History since independence
The 2010 spin-off from Vishay left VPG with a strong heritage but smaller scale. The company pursued bolt-on acquisitions to fill gaps and broaden its served markets. It acquired Omega Engineering, a maker of test and measurement instruments, which expanded its presence in process monitoring and lab equipment. It acquired National Technical Systems, extending VPG into independent testing and calibration services. These moves deepened the company’s integration into the test and measurement ecosystem and created some recurring revenue from calibration and maintenance contracts.
Post-spin, VPG also had to build independent infrastructure—its own finance, supply chain, and sales organization. It inherited some fixed costs that a smaller company struggles to absorb, but it also gained independence to pursue customers and products that might conflict with Vishay’s broader strategy. The company went through periods of restructuring, including facility consolidations and workforce adjustments, typical of industrial spin-offs finding their lean footprint.
Like many industrial companies, VPG faced headwinds from the 2020 pandemic (supply disruption, demand collapse), recovered sharply in 2021–2022 with manufacturing stimulus and pent-up capital spending, and then faced normalization and slowing demand in 2023–2024. The company is also navigating long-term shifts: the electrification of vehicles (requiring new sensor designs), the rise of digitalization and real-time monitoring in industrial plants (creating opportunities for integrated data systems), and ongoing price competition from lower-cost manufacturers in Asia.
How to research it
Begin with VPG’s 10-K filing with the SEC, where the company details revenue by segment, customer concentration, and manufacturing locations. The filing reveals whether the company is concentrating risk in a handful of large customers (a risk factor for industrial suppliers) and how much revenue depends on long-term contracts versus spot orders. Watch for gross margin trends and operating leverage: can the company grow revenue faster than costs?

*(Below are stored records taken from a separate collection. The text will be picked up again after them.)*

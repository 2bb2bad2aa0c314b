//! Content-API wire types and editor resources.

use serde::{Deserialize, Serialize};

/// Edge length the editor uses for videos until the real dimensions are
/// known from the file itself.
pub const VIDEO_PLACEHOLDER_SIZE: u32 = 100;

// ---------------------------------------------------------------------------
// Wire types
// ---------------------------------------------------------------------------

/// One page of a content-API listing.
#[derive(Debug, Clone, Deserialize)]
pub struct ApiPage {
    pub items: Vec<ApiItem>,
    #[serde(default)]
    pub meta: ApiPageMeta,
}

#[derive(Debug, Clone, Default, Deserialize)]
pub struct ApiPageMeta {
    #[serde(default)]
    pub total_count: u64,
}

/// A single image, media item or document.
#[derive(Debug, Clone, Deserialize)]
pub struct ApiItem {
    pub id: u64,
    #[serde(default)]
    pub title: Option<String>,
    pub meta: ApiItemMeta,
}

#[derive(Debug, Clone, Deserialize)]
pub struct ApiItemMeta {
    pub download_url: String,
    #[serde(default)]
    pub mime_type: Option<String>,
    #[serde(default)]
    pub size: Option<ApiSize>,
}

#[derive(Debug, Clone, Copy, Deserialize)]
pub struct ApiSize {
    pub width: u32,
    pub height: u32,
}

// ---------------------------------------------------------------------------
// Editor resources
// ---------------------------------------------------------------------------

/// What kind of resource the editor is placing.
#[derive(Debug, Clone, Copy, PartialEq, Eq, Serialize, Deserialize)]
#[serde(rename_all = "lowercase")]
pub enum ResourceKind {
    Image,
    Video,
    Audio,
    /// Caption tracks, stored as CMS documents.
    Caption,
}

impl ResourceKind {
    pub fn as_str(&self) -> &'static str {
        match self {
            ResourceKind::Image => "image",
            ResourceKind::Video => "video",
            ResourceKind::Audio => "audio",
            ResourceKind::Caption => "caption",
        }
    }
}

impl std::fmt::Display for ResourceKind {
    fn fmt(&self, f: &mut std::fmt::Formatter<'_>) -> std::fmt::Result {
        f.write_str(self.as_str())
    }
}

impl std::str::FromStr for ResourceKind {
    type Err = sf_core::Error;

    fn from_str(s: &str) -> Result<Self, Self::Err> {
        match s {
            "image" | "images" => Ok(ResourceKind::Image),
            "video" | "videos" => Ok(ResourceKind::Video),
            "audio" => Ok(ResourceKind::Audio),
            "caption" | "captions" | "documents" => Ok(ResourceKind::Caption),
            other => Err(sf_core::Error::Validation(format!(
                "unknown resource kind: {other}"
            ))),
        }
    }
}

/// A resource as handed to the editor.
#[derive(Debug, Clone, PartialEq, Serialize)]
#[serde(rename_all = "camelCase")]
pub struct MediaResource {
    pub id: u64,
    pub src: String,
    #[serde(rename = "type")]
    pub kind: ResourceKind,
    pub mime_type: Option<String>,
    /// Alternate renditions; the CMS provides none.
    pub sizes: serde_json::Map<String, serde_json::Value>,
    pub width: u32,
    pub height: u32,
    #[serde(skip_serializing_if = "Option::is_none")]
    pub alt: Option<String>,
}

impl MediaResource {
    /// Shape an API item for the editor.
    pub fn from_item(kind: ResourceKind, item: ApiItem) -> Self {
        let (width, height) = match kind {
            ResourceKind::Image => item
                .meta
                .size
                .map(|s| (s.width, s.height))
                .unwrap_or((0, 0)),
            ResourceKind::Video => (VIDEO_PLACEHOLDER_SIZE, VIDEO_PLACEHOLDER_SIZE),
            ResourceKind::Audio | ResourceKind::Caption => (0, 0),
        };
        let alt = match kind {
            ResourceKind::Image => item.title,
            _ => None,
        };

        Self {
            id: item.id,
            src: item.meta.download_url,
            kind,
            mime_type: item.meta.mime_type,
            sizes: serde_json::Map::new(),
            width,
            height,
            alt,
        }
    }
}

/// A listing of resources. Listings are never paginated towards the
/// editor, so `total_pages` is always 1.
#[derive(Debug, Clone, PartialEq, Serialize)]
pub struct ResourcePage {
    pub items: Vec<MediaResource>,
    pub meta: ResourcePageMeta,
}

#[derive(Debug, Clone, PartialEq, Serialize)]
#[serde(rename_all = "camelCase")]
pub struct ResourcePageMeta {
    pub total_items: u64,
    pub total_pages: u32,
}

impl ResourcePage {
    pub fn from_api(kind: ResourceKind, page: ApiPage) -> Self {
        let total_items = page.meta.total_count;
        Self {
            items: page
                .items
                .into_iter()
                .map(|item| MediaResource::from_item(kind, item))
                .collect(),
            meta: ResourcePageMeta {
                total_items,
                total_pages: 1,
            },
        }
    }
}
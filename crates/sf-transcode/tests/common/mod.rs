//! Shared test doubles for session integration tests.
//!
//! [`ScriptedEngineFactory`] produces in-memory engines that replay a fixed
//! log script on every invocation. A [`Notify`] gate can hold the sentinel
//! back so tests can observe a command while it is still outstanding.

#![allow(dead_code)]

use std::collections::BTreeMap;
use std::io;
use std::sync::atomic::{AtomicUsize, Ordering};
use std::sync::Arc;

use async_trait::async_trait;
use bytes::Bytes;
use parking_lot::Mutex;
use sf_transcode::{
    unmarshal_args, Bootstrap, Engine, EngineFactory, EngineMemory, EntryPoint, FsOp, FsOutput,
    LinearMemory, LogSink, END_OF_RUN,
};
use tokio::sync::Notify;
use tokio_util::sync::CancellationToken;

/// A typical ffmpeg stderr transcript: 100s of 25 fps input, half done,
/// then the summary line.
pub const TRANSCODE_LOG: &[&str] = &[
    "ffmpeg version 5.1 Copyright (c) 2000-2022 the FFmpeg developers",
    "Input #0, mov,mp4,m4a,3gp,3g2,mj2, from 'in.mp4':",
    "  Duration: 00:01:40.00, start: 0.000000, bitrate: 1205 kb/s",
    "    Stream #0:0(und): Video: h264 (High), yuv420p, 1280x720, 1000 kb/s, 25 fps, 25 tbr, 12800 tbn (default)",
    "frame= 1250 fps=310 q=28.0 size=    1024kB time=00:00:50.00 bitrate= 167.8kbits/s speed=12.4x",
    "video:2048kB audio:160kB subtitle:0kB other streams:0kB global headers:0kB muxing overhead: 0.4%",
];

#[derive(Default)]
struct Script {
    lines: Vec<String>,
    entry_points: Vec<String>,
    gate: Option<Arc<Notify>>,
    load_gate: Option<Arc<Notify>>,
    fetch_artifacts: bool,
    failing_exit: bool,
}

#[derive(Default)]
struct Recorder {
    calls: Mutex<Vec<Vec<String>>>,
    exits: AtomicUsize,
    instances: AtomicUsize,
}

/// Factory for [`ScriptedEngine`]s. Clones share their recordings, so a
/// test can keep one clone and hand the other to the session.
#[derive(Clone)]
pub struct ScriptedEngineFactory {
    script: Arc<Script>,
    recorder: Arc<Recorder>,
}

impl ScriptedEngineFactory {
    pub fn new() -> Self {
        Self::with_lines(TRANSCODE_LOG)
    }

    pub fn with_lines(lines: &[&str]) -> Self {
        Self::from_script(Script {
            lines: lines.iter().map(|l| l.to_string()).collect(),
            entry_points: vec!["proxy_main".into()],
            ..Script::default()
        })
    }

    fn from_script(script: Script) -> Self {
        Self {
            script: Arc::new(script),
            recorder: Arc::new(Recorder::default()),
        }
    }

    fn edit(self, f: impl FnOnce(&mut Script)) -> Self {
        let mut script = Arc::try_unwrap(self.script).unwrap_or_else(|_| {
            panic!("configure the factory before cloning it");
        });
        f(&mut script);
        Self::from_script(script)
    }

    /// Hold the end-of-run sentinel until `gate` is notified.
    pub fn hold_until(self, gate: Arc<Notify>) -> Self {
        self.edit(|s| s.gate = Some(gate))
    }

    /// Hold instantiation until `gate` is notified.
    pub fn hold_load_until(self, gate: Arc<Notify>) -> Self {
        self.edit(|s| s.load_gate = Some(gate))
    }

    pub fn exporting(self, symbols: &[&str]) -> Self {
        self.edit(|s| s.entry_points = symbols.iter().map(|s| s.to_string()).collect())
    }

    /// Fetch the bootstrap artifacts before instantiating, like a
    /// WebAssembly build would.
    pub fn fetching_artifacts(self) -> Self {
        self.edit(|s| s.fetch_artifacts = true)
    }

    pub fn failing_exit(self) -> Self {
        self.edit(|s| s.failing_exit = true)
    }

    /// Every argv the entry point was called with.
    pub fn calls(&self) -> Vec<Vec<String>> {
        self.recorder.calls.lock().clone()
    }

    pub fn exit_count(&self) -> usize {
        self.recorder.exits.load(Ordering::SeqCst)
    }

    pub fn instance_count(&self) -> usize {
        self.recorder.instances.load(Ordering::SeqCst)
    }
}

#[async_trait]
impl EngineFactory for ScriptedEngineFactory {
    async fn instantiate(
        &self,
        bootstrap: &Bootstrap,
        sink: LogSink,
    ) -> sf_core::Result<Arc<dyn Engine>> {
        if self.script.fetch_artifacts {
            bootstrap.fetch_artifacts().await?;
        }
        if let Some(ref gate) = self.script.load_gate {
            gate.notified().await;
        }
        self.recorder.instances.fetch_add(1, Ordering::SeqCst);
        Ok(Arc::new(ScriptedEngine {
            script: self.script.clone(),
            recorder: self.recorder.clone(),
            memory: Arc::new(LinearMemory::new()),
            files: Mutex::new(BTreeMap::new()),
            sink,
            cancel: CancellationToken::new(),
        }))
    }
}

/// In-memory engine with a flat file map.
pub struct ScriptedEngine {
    script: Arc<Script>,
    recorder: Arc<Recorder>,
    memory: Arc<LinearMemory>,
    files: Mutex<BTreeMap<String, Bytes>>,
    sink: LogSink,
    cancel: CancellationToken,
}

fn normalize(path: &str) -> String {
    path.trim_start_matches('/').to_string()
}

fn not_found(path: &str) -> io::Error {
    io::Error::new(io::ErrorKind::NotFound, format!("ENOENT: {path}"))
}

impl Engine for ScriptedEngine {
    fn location(&self) -> &str {
        "scripted://ffmpeg-core.js"
    }

    fn memory(&self) -> &dyn EngineMemory {
        self.memory.as_ref()
    }

    fn entry_point(&self, symbol: &str) -> Option<Arc<dyn EntryPoint>> {
        if !self.script.entry_points.iter().any(|s| s == symbol) {
            return None;
        }
        Some(Arc::new(ScriptedEntryPoint {
            script: self.script.clone(),
            recorder: self.recorder.clone(),
            memory: self.memory.clone(),
            sink: self.sink.clone(),
            cancel: self.cancel.clone(),
        }))
    }

    fn fs(&self, op: &FsOp) -> io::Result<FsOutput> {
        let mut files = self.files.lock();
        match op {
            FsOp::ReadFile { path } => files
                .get(&normalize(path))
                .cloned()
                .map(FsOutput::Data)
                .ok_or_else(|| not_found(path)),
            FsOp::WriteFile { path, data } => {
                files.insert(normalize(path), data.clone());
                Ok(FsOutput::Unit)
            }
            FsOp::ReadDir { path } if normalize(path).is_empty() => {
                Ok(FsOutput::Entries(files.keys().cloned().collect()))
            }
            FsOp::ReadDir { path } => Err(not_found(path)),
            FsOp::Unlink { path } => files
                .remove(&normalize(path))
                .map(|_| FsOutput::Unit)
                .ok_or_else(|| not_found(path)),
            FsOp::Rename { from, to } => {
                let data = files.remove(&normalize(from)).ok_or_else(|| not_found(from))?;
                files.insert(normalize(to), data);
                Ok(FsOutput::Unit)
            }
            FsOp::Exists { path } => Ok(FsOutput::Exists(files.contains_key(&normalize(path)))),
            FsOp::MkDir { .. } | FsOp::RmDir { .. } => Err(io::Error::new(
                io::ErrorKind::Unsupported,
                "flat filesystem",
            )),
        }
    }

    fn exit(&self, _code: i32) -> sf_core::Result<()> {
        self.recorder.exits.fetch_add(1, Ordering::SeqCst);
        self.cancel.cancel();
        if self.script.failing_exit {
            return Err(sf_core::Error::Engine("exit(1) threw".into()));
        }
        Ok(())
    }
}

struct ScriptedEntryPoint {
    script: Arc<Script>,
    recorder: Arc<Recorder>,
    memory: Arc<LinearMemory>,
    sink: LogSink,
    cancel: CancellationToken,
}

#[async_trait]
impl EntryPoint for ScriptedEntryPoint {
    async fn call(&self, argc: i32, argv: u32) -> i32 {
        let args = unmarshal_args(self.memory.as_ref(), argc, argv).unwrap_or_default();
        self.memory.reset();
        self.recorder.calls.lock().push(args);

        for line in &self.script.lines {
            self.sink.stderr(line.clone());
        }
        if let Some(ref gate) = self.script.gate {
            tokio::select! {
                _ = gate.notified() => {}
                _ = self.cancel.cancelled() => return -1,
            }
        }
        self.sink.stdout(END_OF_RUN);
        0
    }
}
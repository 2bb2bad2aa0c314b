//! # sf-transcode
//!
//! Lifecycle and progress layer over an ffmpeg transcoding engine.
//!
//! This crate provides:
//!
//! - **Session management** ([`TranscodeSession`]) -- one engine per
//!   session, a one-time async `load`, at most one running command, forced
//!   `exit`, and a passthrough to the engine's virtual filesystem.
//! - **Progress parsing** ([`ProgressParser`]) -- turns the engine's textual
//!   log into ratio/time updates and detects the end-of-run sentinel.
//! - **Engine seams** ([`Engine`], [`EntryPoint`], [`EngineFactory`]) -- the
//!   traits an engine implementation plugs into, plus [`LinearMemory`] and
//!   the argument marshalling that crosses the native call boundary.
//! - **Bootstrap** ([`CoreLocations`], [`ArtifactFetcher`]) -- resolving and
//!   fetching the engine's script, binary and worker artifacts.
//! - **Native process engine** ([`ProcessEngineFactory`]) -- runs a native
//!   ffmpeg binary against a temp-dir backed virtual filesystem.
//! - **Payload fetching** ([`fetch_file`]) -- bytes from data URLs, remote
//!   URLs or local paths.

pub mod bootstrap;
pub mod engine;
pub mod fetch;
pub mod fs;
pub mod log;
pub mod marshal;
pub mod memory;
pub mod process;
pub mod progress;
pub mod session;

// ---- Re-exports for convenience ----

pub use bootstrap::{Artifact, ArtifactFetcher, Bootstrap, CoreArtifacts, CoreLocations};
pub use engine::{Engine, EngineFactory, EngineMemory, EntryPoint, LogSink};
pub use fetch::{fetch_file, FileSource};
pub use fs::{FsOp, FsOutput};
pub use log::{LogEvent, LogKind};
pub use marshal::{build_argv, marshal_args, unmarshal_args, DEFAULT_ARGS};
pub use memory::LinearMemory;
pub use process::{ProcessEngine, ProcessEngineFactory};
pub use progress::{ParsedLine, Progress, ProgressParser, ProgressState, END_OF_RUN};
pub use session::{RunHandle, SessionBuilder, TranscodeSession};
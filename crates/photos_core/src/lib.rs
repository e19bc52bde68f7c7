//! Core data model and persistence for the photo library.
//! Users own albums, albums reference shared photos, and the whole tree is
//! stored as one snapshot file.

pub mod config;
pub mod db;
pub mod logging;
pub mod model;
pub mod repo;
pub mod service;

pub use config::AppConfig;
pub use logging::{default_log_level, init_logging, logging_status};
pub use model::album::{Album, AlbumView};
pub use model::error::{ModelError, ModelResult};
pub use model::photo::Photo;
pub use model::photo_store::PhotoStore;
pub use model::tag::Tag;
pub use model::user::User;
pub use model::user_manager::{UserManager, ADMIN_USERNAME, STOCK_USERNAME};
pub use repo::snapshot_file::SnapshotError;
pub use repo::snapshot_repo::{RepoError, RepoResult, SnapshotSummary};
pub use service::library_service::{LibraryService, LibraryServiceError, Session};

/// Minimal health-check API for early integration.
pub fn ping() -> &'static str {
    "pong"
}

/// Returns the core crate version.
pub fn core_version() -> &'static str {
    env!("CARGO_PKG_VERSION")
}
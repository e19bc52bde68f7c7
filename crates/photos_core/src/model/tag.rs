//! Photo tag value type.
//!
//! # Invariants
//! - `name` and `value` are trimmed and non-blank.
//! - Equality and hashing ignore case on both fields.
//! - Tags are immutable after construction.

use super::error::ModelResult;
use super::{fold_case, require_name};
use serde::Serialize;
use std::fmt::{Display, Formatter};
use std::hash::{Hash, Hasher};

/// A `(name, value)` label attached to a photo, e.g. `location=NYC`.
#[derive(Debug, Clone, Serialize)]
pub struct Tag {
    name: String,
    value: String,
}

impl Tag {
    pub fn new(name: &str, value: &str) -> ModelResult<Self> {
        Ok(Self {
            name: require_name(name, "tag name")?,
            value: require_name(value, "tag value")?,
        })
    }

    pub fn name(&self) -> &str {
        &self.name
    }

    pub fn value(&self) -> &str {
        &self.value
    }
}

impl PartialEq for Tag {
    fn eq(&self, other: &Self) -> bool {
        fold_case(&self.name) == fold_case(&other.name)
            && fold_case(&self.value) == fold_case(&other.value)
    }
}

impl Eq for Tag {}

impl Hash for Tag {
    fn hash<H: Hasher>(&self, state: &mut H) {
        fold_case(&self.name).hash(state);
        fold_case(&self.value).hash(state);
    }
}

impl Display for Tag {
    fn fmt(&self, f: &mut Formatter<'_>) -> std::fmt::Result {
        write!(f, "{}={}", self.name, self.value)
    }
}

Investor calls and investor relations materials discuss backlog, order trends, and capacity utilization. In a cyclical business, order momentum is a leading indicator of future revenue. Track which end markets (aerospace, medical, industrial) are growing or contracting. Compare VPG’s margins and growth to larger industrial suppliers like Honeywell or TE Connectivity to understand whether VPG’s specialization commands a premium or a discount.
The competitive landscape matters: are rivals winning share, and are price wars accelerating? For a company this size, a few large customer wins or losses can swing quarterly results meaningfully, so customer diversification and contract terms deserve attention. Finally, understand the company’s debt load and cash generation. VPG, like many post-spin industrial companies, carries debt from the spin-off and acquisitions, and must generate sufficient cash to service it while funding R&D and maintaining equipment.